DNA Condensation Revisited: Spermidine-Induced Novel DNA Networks on Mica Surfaces

Abstract

Spermidine, a trivalent polyamine cation, is ubiquitously present in the cytoplasm of cells. Under low ionic concentrations, spermidine condenses DNA into dense structures, which have been studied to understand the packaging of viral DNA. Spermidine and other naturally occurring polyamines play important roles in DNA stability, and gene transcription regulation. Earlier studies on DNA condensation with spermidine have reported the formation of rods, globular structures and toroid-like formations. We report for the first time, the formation of DNA network condensates induced by spermidine. The networks were formed on mica surfaces and involve hierarchical structures of parallel and coiled DNA fibers. Atomic force microscopy (AFM) imaging of the networks show a rich pattern of DNA fiber branching.
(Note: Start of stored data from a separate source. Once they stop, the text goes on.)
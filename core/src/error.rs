//! Error types for the fetchkit client.
//!
//! # Design
//! The three failure families are kept apart on purpose and surface through
//! three different channels:
//!
//! - [`ConfigError`] is returned as `Err` from construction and `set_url`.
//! - [`TransportError`] and [`HttpStatusError`] never escape `request`; they
//!   are stored as data in [`crate::Body::Error`] via [`RequestError`].
//! - [`DecodeError`] is the JSON wrapper's only `Err` path.

use std::time::Duration;

use thiserror::Error;

/// The configured URL cannot be used by this client.
#[derive(Error, Debug)]
#[non_exhaustive]
pub enum ConfigError {
    /// URL could not be parsed.
    #[error("invalid URL '{url}': {source}")]
    Parse {
        url: String,
        #[source]
        source: url::ParseError,
    },

    /// URL scheme is outside the client's compatible set.
    #[error("URL scheme '{scheme}' not supported (expected one of: {})", allowed.join(", "))]
    UnsupportedScheme {
        scheme: String,
        allowed: Vec<String>,
    },

    /// URL has no host component.
    #[error("URL '{url}' has no host")]
    MissingHost { url: String },
}

/// The request never produced a response.
#[derive(Error, Debug)]
#[non_exhaustive]
pub enum TransportError {
    /// The timer won the race and the transport could not be cancelled.
    #[error("request timed out after {0:?}")]
    Timeout(Duration),

    /// The in-flight send was cancelled.
    #[error("request aborted")]
    Aborted,

    /// Network or protocol failure reported by the transport.
    #[error("transport error: {0}")]
    Network(#[source] Box<dyn std::error::Error + Send + Sync>),

    /// The transport rejected the request before sending it.
    #[error("invalid request: {0}")]
    InvalidRequest(String),
}

/// A completed response whose status is not ok.
#[derive(Error, Debug, Clone, PartialEq, Eq)]
#[error("{status} {status_text}")]
pub struct HttpStatusError {
    pub status: u16,
    pub status_text: String,
}

/// The error value carried inside a response envelope body.
#[derive(Error, Debug)]
#[non_exhaustive]
pub enum RequestError {
    #[error(transparent)]
    Transport(#[from] TransportError),

    #[error(transparent)]
    Status(#[from] HttpStatusError),
}

impl RequestError {
    /// Whether this error came from the timeout race.
    pub fn is_timeout(&self) -> bool {
        matches!(
            self,
            RequestError::Transport(TransportError::Timeout(_) | TransportError::Aborted)
        )
    }
}

/// A response claimed to be JSON but its body did not parse.
#[derive(Error, Debug)]
#[non_exhaustive]
pub enum DecodeError {
    #[error("JSON decoding failed: {0}")]
    Json(#[from] serde_json::Error),
}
The networks arise under certain combinations of DNA to spermidine concentration ratios and incubation times. These structures originate in solution where spermidine can induce multiple DNA molecules to coil around each other. Under most conditions, consistent with previous studies, DNA is seen forming tight globular structures that aggregate to form more complex branched structures, rods and partial toroids. The variety of observed structures and the sensitivity of the condensation pathway to concentration ratios and incubation times points to as yet unexplored regions in the DNA condensation phase diagram.